I'd really like to hear from some of the folks who deal more frequently
with reflection coefficient than I do, to see if I'm on the right track,
or if there is some consideration that requires modification of the
equation for very lossy lines. I've got quite a few references that deal
with reflection coefficient. They all give the same formula without
qualifications, but none mentions the possibility of the magnitude
becoming greater than one.

Reg, you've got more experience with very lossy lines (in terms of loss
per wavelength, which is what counts here) than anyone else on this
group. What happens at the load if you terminate a 100 - j100 ohm Z0
line with 0 + j100 ohms?

Roy Lewallen, W7EL

Reg Edwards wrote:
"Dr. Slick" wrote

From Pozar's Microwave Engineering (Pg. 606):

Reflection Coefficient looking into load = (Zl-Zo)/(Zl+Zo)

Where Zl is a purely real load impedance, and Zo is the
purely real characteristic impedance reference.


================================

Either Pozar (who I've never heard of) is not quite correct or Dr Slick
has
misquoted him or taken him out of context.

In fact, the equation is also true for complex values of Zl and Zo. The
angle of RC can lie in any of the 4 quadrants. Furthermore, the
magnitude of
RC can exceed unity.

I offer no references in support of this statement. It is issued here
entirely on my own responsibility.
----
Reg, G4FGQ

Thanks very much for that additional information about the consequences
of the magnitude of the reflection coefficient exceeding one. I couldn't
find it in any of the electromagnetics or transmission line books on my
shelf, which at last count include about 13 texts. Chipman, alas, isn't
among them. It confirms what I suspected, and provides further evidence
that the posted equation is universally correct.

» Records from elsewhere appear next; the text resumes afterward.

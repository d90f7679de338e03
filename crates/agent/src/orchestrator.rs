//! Streaming orchestrator — drives one model turn to completion.
//!
//! The turn is an explicit loop keyed on the last prompt entry:
//!
//! - `user` / `tool` → stream a completion, forwarding text as it arrives
//!   and collecting tool-call fragments
//! - `assistant` with tool calls → run the tools, append their results
//! - anything else → report and stop
//!
//! Prompt entries added during the turn stay in the caller's list so they
//! can be recorded in the context store afterwards.

use std::sync::Arc;
use threadbot_core::error::ProviderError;
use threadbot_core::message::{PromptEntry, Role, ToolCallRecord};
use threadbot_core::provider::{FinishReason, Provider, ProviderRequest, ToolCallDelta};
use threadbot_tools::ToolExecutor;
use tokio::sync::mpsc;
use tracing::{debug, error, info, warn};

/// Reassembles streamed tool-call fragments, ordered by index.
///
/// A fragment either extends an existing call (`index < len`) or opens the
/// next one (`index == len`). Anything else cannot be placed and is dropped.
#[derive(Debug, Default)]
pub struct ToolCallAssembly {
    calls: Vec<ToolCallRecord>,
}

impl ToolCallAssembly {
    /// Apply one fragment. Returns `false` if it was dropped.
    pub fn apply(&mut self, delta: ToolCallDelta) -> bool {
        if delta.index > self.calls.len() {
            warn!(
                index = delta.index,
                pending = self.calls.len(),
                "Dropping tool call fragment with out-of-range index"
            );
            return false;
        }

        if delta.index == self.calls.len() {
            self.calls.push(ToolCallRecord::new(
                delta.id.unwrap_or_default(),
                delta.name.unwrap_or_default(),
                delta.arguments.unwrap_or_default(),
            ));
            return true;
        }

        let call = &mut self.calls[delta.index];
        if let Some(args) = delta.arguments {
            call.arguments.push_str(&args);
        }
        if call.id.is_empty()
            && let Some(id) = delta.id
        {
            call.id = id;
        }
        if call.name.is_empty()
            && let Some(name) = delta.name
        {
            call.name = name;
        }
        true
    }

    pub fn is_empty(&self) -> bool {
        self.calls.is_empty()
    }

    pub fn into_calls(self) -> Vec<ToolCallRecord> {
        self.calls
    }
}

/// How a streamed round ended.
enum RoundOutcome {
    /// The model asked for tools; the loop continues
    ToolCalls,
    /// The turn is over
    Finished,
}

/// Drives completion rounds and tool execution for one turn.
pub struct Orchestrator {
    provider: Arc<dyn Provider>,
    executor: ToolExecutor,
    model: String,
    temperature: Option<f32>,
    max_tokens: Option<u32>,
    max_rounds: u32,
}

impl Orchestrator {
    pub fn new(provider: Arc<dyn Provider>, executor: ToolExecutor, model: impl Into<String>) -> Self {
        Self {
            provider,
            executor,
            model: model.into(),
            temperature: None,
            max_tokens: None,
            max_rounds: 25,
        }
    }

    /// Set the maximum number of tool rounds per turn.
    pub fn with_max_rounds(mut self, max: u32) -> Self {
        self.max_rounds = max;
        self
    }

    pub fn with_temperature(mut self, temperature: Option<f32>) -> Self {
        self.temperature = temperature;
        self
    }

    pub fn with_max_tokens(mut self, max_tokens: Option<u32>) -> Self {
        self.max_tokens = max_tokens;
        self
    }

    /// Number of tools offered to the model.
    pub fn tool_count(&self) -> usize {
        self.executor.registry().len()
    }

    /// Generate the reply to `prompts`, sending text fragments to `out` in
    /// stream order.
    ///
    /// Never fails: provider errors become a single diagnostic fragment.
    /// Returns early if `out` is closed.
    pub async fn generate_reply(&self, prompts: &mut Vec<PromptEntry>, out: mpsc::Sender<String>) {
        let mut tool_rounds = 0u32;

        loop {
            let Some(last) = prompts.last() else {
                error!("Empty prompt sequence");
                let _ = out.send("Unknown message type: (none)".into()).await;
                return;
            };

            let role = last.role;
            let pending = last
                .has_pending_tool_calls()
                .then(|| last.tool_calls.clone());

            match (role, pending) {
                (Role::User | Role::Tool, _) => match self.stream_round(prompts, &out).await {
                    Ok(RoundOutcome::ToolCalls) => continue,
                    Ok(RoundOutcome::Finished) => return,
                    Err(e) => {
                        error!(error = %e, "Exception when generating reply");
                        let _ = out
                            .send(format!("(Exception when generating reply: {e})"))
                            .await;
                        return;
                    }
                },
                (Role::Assistant, Some(calls)) => {
                    if tool_rounds >= self.max_rounds {
                        warn!(max_rounds = self.max_rounds, "Tool round limit reached");
                        let _ = out
                            .send(format!("(Stopped after {} tool rounds)", self.max_rounds))
                            .await;
                        return;
                    }
                    tool_rounds += 1;

                    info!(round = tool_rounds, calls = calls.len(), "Executing tool calls");
                    let results = self.executor.execute_all(&calls).await;
                    prompts.extend(results);
                }
                (role, _) => {
                    error!(%role, "Unknown message type");
                    let _ = out.send(format!("Unknown message type: {role}")).await;
                    return;
                }
            }
        }
    }

    /// Stream one completion. Appends an assistant tool-call entry when the
    /// model finishes with `tool_calls`.
    async fn stream_round(
        &self,
        prompts: &mut Vec<PromptEntry>,
        out: &mpsc::Sender<String>,
    ) -> Result<RoundOutcome, ProviderError> {
        let request = ProviderRequest {
            model: self.model.clone(),
            messages: prompts.clone(),
            temperature: self.temperature,
            max_tokens: self.max_tokens,
            tools: self.executor.registry().schema(),
        };

        debug!(
            provider = self.provider.name(),
            prompts = prompts.len(),
            "Opening completion stream"
        );
        let mut stream = self.provider.stream(request).await?;
        let mut assembly = ToolCallAssembly::default();

        while let Some(chunk) = stream.recv().await {
            let chunk = chunk?;

            if let Some(text) = chunk.content.filter(|t| !t.is_empty())
                && out.send(text).await.is_err()
            {
                debug!("Reply receiver dropped, stopping");
                return Ok(RoundOutcome::Finished);
            }

            for delta in chunk.tool_calls {
                assembly.apply(delta);
            }

            let notice = match chunk.finish_reason {
                None | Some(FinishReason::Stop) => continue,
                Some(FinishReason::ToolCalls) => {
                    if assembly.is_empty() {
                        error!("Finish reason tool_calls without any tool call");
                        let _ = out.send("(finish: tool_calls without tool calls)".to_string()).await;
                        return Ok(RoundOutcome::Finished);
                    }
                    let calls = assembly.into_calls();
                    debug!(calls = ?calls, "Model requested tools");
                    prompts.push(PromptEntry::tool_calls(calls));
                    return Ok(RoundOutcome::ToolCalls);
                }
                Some(FinishReason::Length) => "(Response truncated due to length limit)".to_string(),
                Some(FinishReason::ContentFilter) => "(Request omitted due to content filter)".to_string(),
                Some(FinishReason::Other(reason)) => {
                    error!(%reason, "Unexpected finish reason");
                    format!("(finish: {reason})")
                }
            };

            let _ = out.send(notice).await;
            return Ok(RoundOutcome::Finished);
        }

        Ok(RoundOutcome::Finished)
    }
}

While I'm mentioning books, I picked up a couple at Powell's Technical
Bookstore yesterday evening that look like real winners. They're
_Engineering Electromagnetics_ by Nathan Ida (2000), and
_Electromagnetic Fields, Energy, and Waves_ by Leonard M. Magid (1972).

The thing that attracted me to Ida was that he explains things in very
clear terms, then follows each section with a number of examples showing
how the principles are applied to real problems. And answers to all the
exercises (separate from the examples) are at the back of the book. This
is a pretty recent book and fairly expensive. I was lucky to have found
a used copy at a reduced price.

Magid has the most rigorous derivation of power and energy flow on
transmission lines I've seen, as well as other extensive transmission
line information. One conclusion that pricked my ears was that on a line
with a pure standing wave (e.g., a lossless line terminated with an open
or short circuit), ". . . power (and therefore, energy) is completely
trapped within each [lambda]/4 section of this lossless line, never able
to cross the zero-power points and thus constrained forever to rattle to
and fro within each quarter-wave section of this line." I had reached
this same conclusion some time ago, but realized I hadn't properly
evaluated the constant term when integrating power to find the energy.
But I didn't want to get into the endless shouting match going on in the
newsgroup, and dropped it before going back and fixing my derivation.
Hopefully some of the participants in power and energy discussions will
read Magid's analysis before resuming. I found this book used at a very
modest price.

Roy Lewallen, W7EL

George, W5YR wrote:
Roy, Chipman on page 138 of "Theory and Problems of Transmission Lines"
makes the statement

" The conclusion is somewhat surprising, though inescapable, that a
transmission line can be terminated with a reflection coefficient whose
magnitude is as great as 2.41 without there being any implication that the
power level of the reflected wave is greater than that of the incident wave.
Such a reflection coefficient can exist only on a line whose attention per
wavelength is high, so that even if the reflected wave is in some sense
large at the point of reflection, it remains so for only a small fraction of
a wavelength along the line away from that point . . . The large reflection
coefficients are obtained only when the reactance of the terminal load
impedance is of opposite sign to the reactance component of the
characteristic impedance."

Chipman makes these remarks after his derivation of the operation of lines
with complex characteristic impedance.


--
73/72, George
Amateur Radio W5YR - the Yellow Rose of Texas
Fairview, TX 30 mi NE of Dallas in Collin county EM13QE
"In the 57th year and it just keeps getting better!"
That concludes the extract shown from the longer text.